The first global positioning system was launched in the late 1970s for military applications, was released for civilian use in 1983, and became fully operational in 1995. Since then it has completely changed the way that we go about our daily lives – from replacing paper maps to aviation and commercial applications for business just like your construction company.
Monitoring Construction Activities
GPS is used to determine where a jobsite or service site is, and then can be used further to plan the most effective route between sites for the worker, saving them time, fuel and ultimately money. As workers move from site to site, managers are now able to track employees’ movements and current locations using the vehicle’s GPS or the GPS on a mobile device and construction software applications like Acumatica or Sage Service Operations. This gives you greater leverage on your business, as you are able to contact the worker nearest to where you need someone, drastically improving efficiency and your bottom line. This also allows you to ensure that all workers are where they should be throughout the work day and see if they are on the most efficient route possible.

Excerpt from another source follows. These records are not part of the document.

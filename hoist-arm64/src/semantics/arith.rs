//! Add/subtract family, with and without carry, and the compare aliases.

use hoist_asm::{Insn, Reg};
use hoist_ir::{BinOp, Builder, ValueId};

use super::{expect_operands, Arity};
use crate::{Result, Translator};

impl Translator {
    /// `ADD`/`ADDS`/`SUB`/`SUBS` — three operands, width from the
    /// destination; the right-hand side narrows to match so 32-bit forms
    /// work on the low half and zero-extend on store.
    pub(crate) fn lift_add_sub(
        &mut self,
        b: &mut Builder,
        insn: &Insn,
        subtract: bool,
    ) -> Result<()> {
        let ops = expect_operands(insn, Arity::Exactly(3))?;
        let ty = self.dest_ty(&ops[0])?;
        let a = self.load_operand(b, insn, &ops[1], ty)?;
        let rhs = self.load_operand(b, insn, &ops[2], ty)?;
        let op = if subtract { BinOp::Sub } else { BinOp::Add };
        let result = b.bin(op, a, rhs);
        if insn.detail.update_flags {
            let flags = if subtract {
                self.sub_flags(b, a, rhs, result)
            } else {
                self.add_flags(b, a, rhs, None, result)
            };
            self.store_flags(b, flags);
        }
        self.store_operand(b, insn, &ops[0], result)
    }

    /// `CMP`/`CMN` — flags only, no destination.
    pub(crate) fn lift_cmp_cmn(
        &mut self,
        b: &mut Builder,
        insn: &Insn,
        subtract: bool,
    ) -> Result<()> {
        let ops = expect_operands(insn, Arity::Exactly(2))?;
        let ty = self.dest_ty(&ops[0])?;
        let a = self.load_operand(b, insn, &ops[0], ty)?;
        let rhs = self.load_operand(b, insn, &ops[1], ty)?;
        let op = if subtract { BinOp::Sub } else { BinOp::Add };
        let result = b.bin(op, a, rhs);
        let flags = if subtract {
            self.sub_flags(b, a, rhs, result)
        } else {
            self.add_flags(b, a, rhs, None, result)
        };
        self.store_flags(b, flags);
        Ok(())
    }

    /// `ADC`/`ADCS` — add with the carry flag as a third addend.
    pub(crate) fn lift_adc(&mut self, b: &mut Builder, insn: &Insn) -> Result<()> {
        let ops = expect_operands(insn, Arity::Exactly(3))?;
        let ty = self.dest_ty(&ops[0])?;
        let a = self.load_operand(b, insn, &ops[1], ty)?;
        let rhs = self.load_operand(b, insn, &ops[2], ty)?;
        let (result, carry) = self.add_with_carry(b, a, rhs, ty)?;
        if insn.detail.update_flags {
            let flags = self.add_flags(b, a, rhs, Some(carry), result);
            self.store_flags(b, flags);
        }
        self.store_operand(b, insn, &ops[0], result)
    }

    /// `SBC`/`SBCS` — subtract with borrow, expressed as `a + !rhs + C`.
    pub(crate) fn lift_sbc(&mut self, b: &mut Builder, insn: &Insn) -> Result<()> {
        let ops = expect_operands(insn, Arity::Exactly(3))?;
        let ty = self.dest_ty(&ops[0])?;
        let a = self.load_operand(b, insn, &ops[1], ty)?;
        let rhs = self.load_operand(b, insn, &ops[2], ty)?;
        let inverted = b.not(rhs);
        let (result, carry) = self.add_with_carry(b, a, inverted, ty)?;
        if insn.detail.update_flags {
            let flags = self.add_flags(b, a, inverted, Some(carry), result);
            self.store_flags(b, flags);
        }
        self.store_operand(b, insn, &ops[0], result)
    }

    /// `NEG`/`NEGS` — subtract from zero.
    pub(crate) fn lift_neg(&mut self, b: &mut Builder, insn: &Insn) -> Result<()> {
        let ops = expect_operands(insn, Arity::Exactly(2))?;
        let ty = self.dest_ty(&ops[0])?;
        let zero = b.const_int(ty, 0);
        let rhs = self.load_operand(b, insn, &ops[1], ty)?;
        let result = b.bin(BinOp::Sub, zero, rhs);
        if insn.detail.update_flags {
            let flags = self.sub_flags(b, zero, rhs, result);
            self.store_flags(b, flags);
        }
        self.store_operand(b, insn, &ops[0], result)
    }

    /// `NGC`/`NGCS` — negate with borrow: `0 + !rhs + C`.
    pub(crate) fn lift_ngc(&mut self, b: &mut Builder, insn: &Insn) -> Result<()> {
        let ops = expect_operands(insn, Arity::Exactly(2))?;
        let ty = self.dest_ty(&ops[0])?;
        let zero = b.const_int(ty, 0);
        let rhs = self.load_operand(b, insn, &ops[1], ty)?;
        let inverted = b.not(rhs);
        let (result, carry) = self.add_with_carry(b, zero, inverted, ty)?;
        if insn.detail.update_flags {
            let flags = self.add_flags(b, zero, inverted, Some(carry), result);
            self.store_flags(b, flags);
        }
        self.store_operand(b, insn, &ops[0], result)
    }

    /// `a + rhs + C` at `ty`, returning the sum and the widened carry used.
    fn add_with_carry(
        &mut self,
        b: &mut Builder,
        a: ValueId,
        rhs: ValueId,
        ty: hoist_ir::Ty,
    ) -> Result<(ValueId, ValueId)> {
        let carry = self.load_flag(b, Reg::C);
        let carry_wide = b.zext_or_trunc(ty, carry);
        let partial = b.bin(BinOp::Add, a, rhs);
        let result = b.bin(BinOp::Add, partial, carry_wide);
        Ok((result, carry))
    }
}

Ensuring Accurate Time Punches
In addition to GPS tracking, mobile time clock apps such as ExakTime use GPS when an employee punches in and out, ensuring their location at the time of the punch. This is called geofencing and does require that the employee has their GPS location enabled on the mobile device that they are using to punch.
A New Way to Survey and Map Sites
Yet another advanced use of GPS technology is mapping software, like EagleView (formerly Pictometry) that allows you to figure area on a job site or property in order to provide an accurate quote. This technology would also allow you to visually map out areas on a construction site for planning your project.
Likewise, drones are used on construction sites to replace tradition survey equipment, which dramatically speeds up the process and allows crews to get started on construction earlier than they would typically be able to. Drones can use GPS receivers within the navigation and control loop to do a position hold, which allows the drone to maintain position at a fixed location and altitude, allowing for less costly and more accurate surveying.
Never Lose Another Asset
GPS devices can also be installed on your equipment, whether that be heavy equipment, construction vehicles, computers or large tools, so that you can see where your assets are in real time and then track them if they are lost or stolen.
If you aren’t using GPS in your construction business today, you are missing out on huge benefits and time savings. From surveying to fleet management and geofencing, GPS can keep you informed through every step of your construction projects and boost your efficiency and profitability.